Computer science Ph.D. student Su Lin Blodgett presented a paper on improving English-language parsing tools by analyzing tweets written in African-American English at the annual meeting of the Association of Computational Linguistics on July 17 in Melbourne, Australia. The paper represents work she did with undergraduate Johnny Tian-Zhen Wei and her advisor, assistant professor Brendan O’Connor.

Current natural language processing (NLP) tools “learn” and are trained on mainstream American English, and as a result don’t perform well on Twitter, where text deviates from this standard in many ways, including non-standard spelling, punctuation, capitalization, syntax and hashtags, the authors point out. They add that dialects such as African-American English, spoken by millions of individuals, contain language features not present in standard English.
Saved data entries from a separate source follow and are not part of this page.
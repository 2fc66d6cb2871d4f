//! chat-cli — 从命令行发起一次聊天补全请求
//!
//! Usage:
//!   chat-cli [OPTIONS] <prompt>...
//!
//! Ctrl-C cancels the in-flight request.

use anyhow::{bail, Context, Result};
use openai_chat::{
    CallContext, CancellationToken, ChatClient, ChatCompletionOptions, ChatMessage, Model,
};
use std::time::Duration;
use tracing_subscriber::EnvFilter;

struct Args {
    model: String,
    system: Option<String>,
    max_tokens: Option<u32>,
    temperature: Option<f32>,
    timeout_secs: Option<u64>,
    prompt: String,
}

fn print_usage() {
    println!(
        r#"chat-cli — send one chat completion request

USAGE:
    chat-cli [OPTIONS] <prompt>...

OPTIONS:
    --model <id>            Model to use (default: gpt-3.5-turbo)
    --system <text>         System message prepended to the conversation
    --max-tokens <n>        Token limit for the completion
    --temperature <t>       Sampling temperature (0-2)
    --timeout <secs>        Give up after this many seconds
    -h, --help              Show this help message

ENVIRONMENT:
    OPENAI_API_KEY          Bearer token
    OPENAI_BASE_URL         API base URL (default: https://api.openai.com/v1)
    RUST_LOG                Log filter (e.g. openai_chat=debug)"#
    );
}

fn parse_args(raw: &[String]) -> Result<Option<Args>> {
    let mut args = Args {
        model: Model::GPT_3_5_TURBO.to_string(),
        system: None,
        max_tokens: None,
        temperature: None,
        timeout_secs: None,
        prompt: String::new(),
    };
    let mut words = Vec::new();

    let mut it = raw.iter();
    while let Some(arg) = it.next() {
        let mut value = |name: &str| {
            it.next()
                .cloned()
                .with_context(|| format!("{name} requires a value"))
        };
        match arg.as_str() {
            "-h" | "--help" => return Ok(None),
            "--model" => args.model = value("--model")?,
            "--system" => args.system = Some(value("--system")?),
            "--max-tokens" => {
                args.max_tokens = Some(value("--max-tokens")?.parse::<u32>().context("--max-tokens")?)
            }
            "--temperature" => {
                args.temperature =
                    Some(value("--temperature")?.parse::<f32>().context("--temperature")?)
            }
            "--timeout" => {
                args.timeout_secs = Some(value("--timeout")?.parse::<u64>().context("--timeout")?)
            }
            other if other.starts_with("--") => bail!("unknown option: {other}"),
            other => words.push(other.to_string()),
        }
    }

    if words.is_empty() {
        bail!("missing prompt");
    }
    args.prompt = words.join(" ");
    Ok(Some(args))
}

#[tokio::main]
async fn main() -> Result<()> {
    tracing_subscriber::fmt()
        .with_env_filter(EnvFilter::from_default_env())
        .with_writer(std::io::stderr)
        .init();

    let raw: Vec<String> = std::env::args().skip(1).collect();
    let args = match parse_args(&raw) {
        Ok(Some(args)) => args,
        Ok(None) => {
            print_usage();
            return Ok(());
        }
        Err(e) => {
            eprintln!("error: {e:#}");
            eprintln!();
            print_usage();
            std::process::exit(1);
        }
    };

    let client = ChatClient::builder().build()?;

    let mut messages = Vec::new();
    if let Some(system) = args.system {
        messages.push(ChatMessage::system(system));
    }
    messages.push(ChatMessage::user(args.prompt));

    let mut opts = ChatCompletionOptions::new(Model::new(args.model), messages);
    opts.max_tokens = args.max_tokens;
    opts.temperature = args.temperature;

    let cancel = CancellationToken::new();
    let mut ctx = CallContext::background().with_cancel(cancel.clone());
    if let Some(secs) = args.timeout_secs {
        ctx = ctx.with_timeout(Duration::from_secs(secs));
    }

    tokio::spawn(async move {
        if tokio::signal::ctrl_c().await.is_ok() {
            cancel.cancel();
        }
    });

    let resp = client
        .chat_completion(&ctx, &opts)
        .await
        .context("chat completion failed")?;

    for choice in &resp.choices {
        if resp.choices.len() > 1 {
            println!("--- choice {} ---", choice.index);
        }
        println!("{}", choice.message.content);
    }
    eprintln!(
        "[{} tokens: {} prompt + {} completion]",
        resp.usage.total_tokens, resp.usage.prompt_tokens, resp.usage.completion_tokens
    );

    Ok(())
}
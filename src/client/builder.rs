use crate::client::core::ChatClient;
use crate::config::ClientConfig;
use crate::transport::{HttpTransport, Transport};
use crate::{Error, ErrorContext, Result};
use std::sync::Arc;
use std::time::Duration;
use url::Url;

/// Builder for creating clients with custom configuration.
///
/// Starts from [`ClientConfig::from_env`]; explicit setters win.
pub struct ChatClientBuilder {
    config: ClientConfig,
    /// Injected transport (primarily for tests); bypasses the HTTP transport entirely.
    transport: Option<Arc<dyn Transport>>,
}

impl ChatClientBuilder {
    pub fn new() -> Self {
        Self::with_config(ClientConfig::from_env())
    }

    /// Start from an explicit configuration instead of the environment.
    pub fn with_config(config: ClientConfig) -> Self {
        Self {
            config,
            transport: None,
        }
    }

    /// Base URL the endpoint path is appended to, e.g. `https://api.openai.com/v1`.
    pub fn base_url(mut self, base_url: impl Into<String>) -> Self {
        self.config.base_url = base_url.into();
        self
    }

    pub fn api_key(mut self, api_key: impl Into<String>) -> Self {
        self.config.api_key = Some(api_key.into());
        self
    }

    pub fn organization(mut self, organization: impl Into<String>) -> Self {
        self.config.organization = Some(organization.into());
        self
    }

    /// Whole-request timeout enforced by the HTTP transport.
    pub fn timeout(mut self, timeout: Duration) -> Self {
        self.config.timeout = timeout;
        self
    }

    pub fn proxy(mut self, proxy_url: impl Into<String>) -> Self {
        self.config.proxy_url = Some(proxy_url.into());
        self
    }

    /// Use a custom transport instead of the reqwest-backed one.
    pub fn transport(mut self, transport: Arc<dyn Transport>) -> Self {
        self.transport = Some(transport);
        self
    }

    /// Build the client.
    pub fn build(self) -> Result<ChatClient> {
        let base_url = normalize_base_url(&self.config.base_url)?;

        let transport = match self.transport {
            Some(t) => t,
            None => Arc::new(HttpTransport::new(&self.config)?),
        };

        Ok(ChatClient {
            transport,
            base_url,
        })
    }
}

impl Default for ChatClientBuilder {
    fn default() -> Self {
        Self::new()
    }
}

fn normalize_base_url(raw: &str) -> Result<String> {
    let invalid = |details: String| {
        Error::configuration_with_context(
            "invalid base URL",
            ErrorContext::new()
                .with_field_path("config.base_url")
                .with_details(details)
                .with_source("client_builder"),
        )
    };

    let trimmed = raw.trim();
    let url = Url::parse(trimmed).map_err(|e| invalid(format!("{}: {}", trimmed, e)))?;
    if !matches!(url.scheme(), "http" | "https") {
        return Err(invalid(format!("unsupported scheme '{}'", url.scheme())));
    }
    Ok(trimmed.trim_end_matches('/').to_string())
}
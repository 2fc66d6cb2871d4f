//! 调用上下文：取消与截止时间。
//!
//! Call context: cancellation and deadlines.

use crate::transport::TransportError;
use std::future::Future;
use std::time::Duration;
use tokio::time::Instant;
use tokio_util::sync::CancellationToken;

/// Per-call context: an optional cancellation token and an optional deadline.
#[derive(Debug, Clone, Default)]
pub struct CallContext {
    cancel: Option<CancellationToken>,
    deadline: Option<Instant>,
}

impl CallContext {
    /// A context that is never cancelled and has no deadline.
    pub fn background() -> Self {
        Self::default()
    }

    /// Cancel the call when `token`, a clone of it, or its parent is cancelled.
    pub fn with_cancel(mut self, token: CancellationToken) -> Self {
        self.cancel = Some(token);
        self
    }

    /// Deadline relative to now.
    pub fn with_timeout(self, timeout: Duration) -> Self {
        self.with_deadline(Instant::now() + timeout)
    }

    pub fn with_deadline(mut self, deadline: Instant) -> Self {
        self.deadline = Some(match self.deadline {
            // Keep the earlier of the two.
            Some(existing) => existing.min(deadline),
            None => deadline,
        });
        self
    }

    pub fn deadline(&self) -> Option<Instant> {
        self.deadline
    }

    pub fn is_cancelled(&self) -> bool {
        self.cancel.as_ref().map(|t| t.is_cancelled()).unwrap_or(false)
    }

    /// Drive `fut` until it completes, the context is cancelled, or the deadline passes.
    ///
    /// Cancellation is checked first, so an already-cancelled context never
    /// polls `fut` at all.
    pub async fn run<T, F>(&self, fut: F) -> Result<T, TransportError>
    where
        F: Future<Output = Result<T, TransportError>>,
    {
        let cancelled = async {
            match &self.cancel {
                Some(token) => token.cancelled().await,
                None => std::future::pending::<()>().await,
            }
        };
        let expired = async {
            match self.deadline {
                Some(deadline) => tokio::time::sleep_until(deadline).await,
                None => std::future::pending::<()>().await,
            }
        };

        tokio::select! {
            biased;
            _ = cancelled => Err(TransportError::Cancelled),
            _ = expired => Err(TransportError::DeadlineExceeded),
            res = fut => res,
        }
    }
}
//! 揀貨員模型

use crate::Item;
use serde::{Deserialize, Serialize};
use std::collections::HashMap;

/// 揀貨員
#[derive(Debug, Clone, PartialEq, Eq, Serialize, Deserialize)]
pub struct Runner {
    /// 揀貨員索引（即在實例中的位置）
    index: usize,

    /// 庫存：物料 -> 可用數量
    stock: HashMap<Item, u32>,
}

impl Runner {
    /// 創建新的揀貨員
    pub fn new(index: usize, stock: HashMap<Item, u32>) -> Self {
        Self { index, stock }
    }

    /// 由 `(物料編號, 數量)` 配對創建揀貨員，重複物料的數量會累加
    pub fn from_pairs<I>(index: usize, pairs: I) -> Self
    where
        I: IntoIterator<Item = (u32, u32)>,
    {
        let mut stock = HashMap::new();
        for (id, quantity) in pairs {
            *stock.entry(Item::new(id)).or_insert(0) += quantity;
        }
        Self::new(index, stock)
    }

    /// 揀貨員索引
    #[inline]
    pub fn index(&self) -> usize {
        self.index
    }

    /// 庫存映射（唯讀）
    #[inline]
    pub fn stock(&self) -> &HashMap<Item, u32> {
        &self.stock
    }

    /// 某物料的庫存數量（未列出者為 0）
    pub fn stock_for(&self, item: Item) -> u32 {
        self.stock.get(&item).copied().unwrap_or(0)
    }

    /// 檢查是否能供應指定數量的物料
    pub fn can_fulfill(&self, item: Item, quantity: u32) -> bool {
        self.stock_for(item) >= quantity
    }
}

impl std::fmt::Display for Runner {
    fn fmt(&self, f: &mut std::fmt::Formatter<'_>) -> std::fmt::Result {
        let mut entries: Vec<_> = self.stock.iter().collect();
        entries.sort();
        write!(f, "Runner(id={}, stock={{", self.index)?;
        for (n, (item, quantity)) in entries.into_iter().enumerate() {
            if n > 0 {
                write!(f, ", ")?;
            }
            write!(f, "{}={}", item.id(), quantity)?;
        }
        write!(f, "}})")
    }
}
//! 驗證錯誤

use picking_core::{EntityKind, Item, Picking};

/// 候選解驗證失敗的原因
///
/// 驗證失敗屬於一般的負面結果，不可重試，原樣回報給呼叫端。
#[derive(Debug, Clone, PartialEq, Eq, thiserror::Error)]
pub enum ValidationError {
    #[error("第 {position} 筆揀貨記錄 {picking} 引用了不存在的{target}")]
    Reference {
        position: usize,
        picking: Picking,
        target: EntityKind,
    },

    #[error("第 {position} 筆揀貨記錄 {picking} 的數量必須至少為 1")]
    InvalidQuantity { position: usize, picking: Picking },

    #[error("訂單 {order} 的 {item} 累計揀取 {requested} 件，超過需求 {available} 件")]
    DemandExceeded {
        order: usize,
        item: Item,
        requested: u64,
        available: u32,
    },

    #[error("揀貨員 {runner} 的 {item} 累計取用 {requested} 件，超過庫存 {available} 件")]
    StockExceeded {
        runner: usize,
        item: Item,
        requested: u64,
        available: u32,
    },

    #[error("揀貨員 {runner} 搬運 {total} 件，不在 [{lb}, {ub}] 範圍內")]
    WaveSizeOutOfBounds {
        runner: usize,
        total: u64,
        lb: u64,
        ub: u64,
    },

    #[error("波次總件數 {total} 不在 [{lb}, {ub}] 範圍內")]
    WaveTotalOutOfBounds { total: u64, lb: u64, ub: u64 },
}

impl ValidationError {
    /// 觸發此錯誤的揀貨記錄位置（僅適用於逐筆檢查的錯誤）
    pub fn position(&self) -> Option<usize> {
        match self {
            Self::Reference { position, .. } | Self::InvalidQuantity { position, .. } => {
                Some(*position)
            }
            _ => None,
        }
    }

    /// 檢查是否為容量類限制（需求、庫存、波次上下限）
    pub fn is_capacity_violation(&self) -> bool {
        matches!(
            self,
            Self::DemandExceeded { .. }
                | Self::StockExceeded { .. }
                | Self::WaveSizeOutOfBounds { .. }
                | Self::WaveTotalOutOfBounds { .. }
        )
    }
}
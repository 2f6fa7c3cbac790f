//! 揀貨記錄模型

use crate::Item;
use serde::{Deserialize, Serialize};

/// 揀貨記錄：揀貨員 `runner_index` 為訂單 `order_index` 揀取 `quantity` 件物料 `item`
///
/// 建構時不做任何檢查，引用與數量的合法性由驗證器負責。
#[derive(Debug, Clone, Copy, PartialEq, Eq, Hash, Serialize, Deserialize)]
pub struct Picking {
    order_index: usize,
    item: Item,
    quantity: u32,
    runner_index: usize,
}

impl Picking {
    /// 創建新的揀貨記錄
    pub fn new(order_index: usize, item_id: u32, quantity: u32, runner_index: usize) -> Self {
        Self {
            order_index,
            item: Item::new(item_id),
            quantity,
            runner_index,
        }
    }

    #[inline]
    pub fn order_index(&self) -> usize {
        self.order_index
    }

    #[inline]
    pub fn item(&self) -> Item {
        self.item
    }

    #[inline]
    pub fn item_id(&self) -> u32 {
        self.item.id()
    }

    #[inline]
    pub fn quantity(&self) -> u32 {
        self.quantity
    }

    #[inline]
    pub fn runner_index(&self) -> usize {
        self.runner_index
    }
}

impl std::fmt::Display for Picking {
    fn fmt(&self, f: &mut std::fmt::Formatter<'_>) -> std::fmt::Result {
        write!(
            f,
            "Picking(order={}, item={}, qty={}, runner={})",
            self.order_index,
            self.item.id(),
            self.quantity,
            self.runner_index
        )
    }
}
//! 揀貨彙總
//!
//! 驗證時逐筆累計的執行總量：每個 (訂單, 物料) 已揀件數、每個
//! (揀貨員, 物料) 已取用件數，以及每位揀貨員的搬運總件數。
//! 每次驗證各自建立一份，彼此不共享。

use picking_core::{Item, Picking};
use std::collections::HashMap;

/// 揀貨執行總量
#[derive(Debug, Clone, Default)]
pub struct PickingTally {
    demand_taken: HashMap<(usize, Item), u64>,
    stock_taken: HashMap<(usize, Item), u64>,
    runner_loads: Vec<u64>,
}

impl PickingTally {
    /// 創建空的彙總，預留 `num_runners` 位揀貨員的負載欄位
    pub fn new(num_runners: usize) -> Self {
        Self {
            demand_taken: HashMap::new(),
            stock_taken: HashMap::new(),
            runner_loads: vec![0; num_runners],
        }
    }

    /// 累計訂單端的揀取量，回傳該 (訂單, 物料) 的最新總量
    pub fn take_demand(&mut self, picking: &Picking) -> u64 {
        let taken = self
            .demand_taken
            .entry((picking.order_index(), picking.item()))
            .or_insert(0);
        *taken += u64::from(picking.quantity());
        *taken
    }

    /// 累計揀貨員端的取用量，回傳該 (揀貨員, 物料) 的最新總量
    pub fn draw_stock(&mut self, picking: &Picking) -> u64 {
        let drawn = self
            .stock_taken
            .entry((picking.runner_index(), picking.item()))
            .or_insert(0);
        *drawn += u64::from(picking.quantity());
        *drawn
    }

    /// 累計揀貨員負載，回傳該揀貨員的最新負載
    ///
    /// 負載欄位固定為建立時的揀貨員人數；超出範圍的揀貨員不計入，回傳 `None`。
    pub fn load_runner(&mut self, picking: &Picking) -> Option<u64> {
        let load = self.runner_loads.get_mut(picking.runner_index())?;
        *load += u64::from(picking.quantity());
        Some(*load)
    }

    /// 同時累計訂單、庫存與負載三項
    pub fn record(&mut self, picking: &Picking) {
        self.take_demand(picking);
        self.draw_stock(picking);
        self.load_runner(picking);
    }

    /// 由揀貨記錄一次建立彙總
    pub fn from_pickings(num_runners: usize, pickings: &[Picking]) -> Self {
        let mut tally = Self::new(num_runners);
        for picking in pickings {
            tally.record(picking);
        }
        tally
    }

    /// 某訂單某物料已揀件數
    pub fn picked_for_order(&self, order: usize, item: Item) -> u64 {
        self.demand_taken.get(&(order, item)).copied().unwrap_or(0)
    }

    /// 某揀貨員某物料已取用件數
    pub fn drawn_from_runner(&self, runner: usize, item: Item) -> u64 {
        self.stock_taken.get(&(runner, item)).copied().unwrap_or(0)
    }

    /// 某揀貨員的搬運總件數
    pub fn runner_load(&self, runner: usize) -> u64 {
        self.runner_loads.get(runner).copied().unwrap_or(0)
    }

    /// 全部揀貨員負載，索引即揀貨員索引
    pub fn runner_loads(&self) -> &[u64] {
        &self.runner_loads
    }

    /// 波次總件數
    pub fn total_units(&self) -> u64 {
        self.runner_loads.iter().sum()
    }
}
By expanding the linguistic coverage of NLP tools to include minority and colloquial dialects, the thoughts and ideas of more individuals and groups can be included in areas such as opinion and sentiment analysis, Blodgett points out. For example, if a political campaign were to use a standard NLP tool to analyze opinions on Twitter, but did not capture what African-Americans are saying, the tools could be missing a significant portion of the electorate and could vastly misinterpret overall sentiment.

The paper concludes that the performance gap when using NLP tools on standard English versus African-American text can be narrowed by using cross-domain strategies, but there remains a trade-off between reducing the disparity and overall accuracy.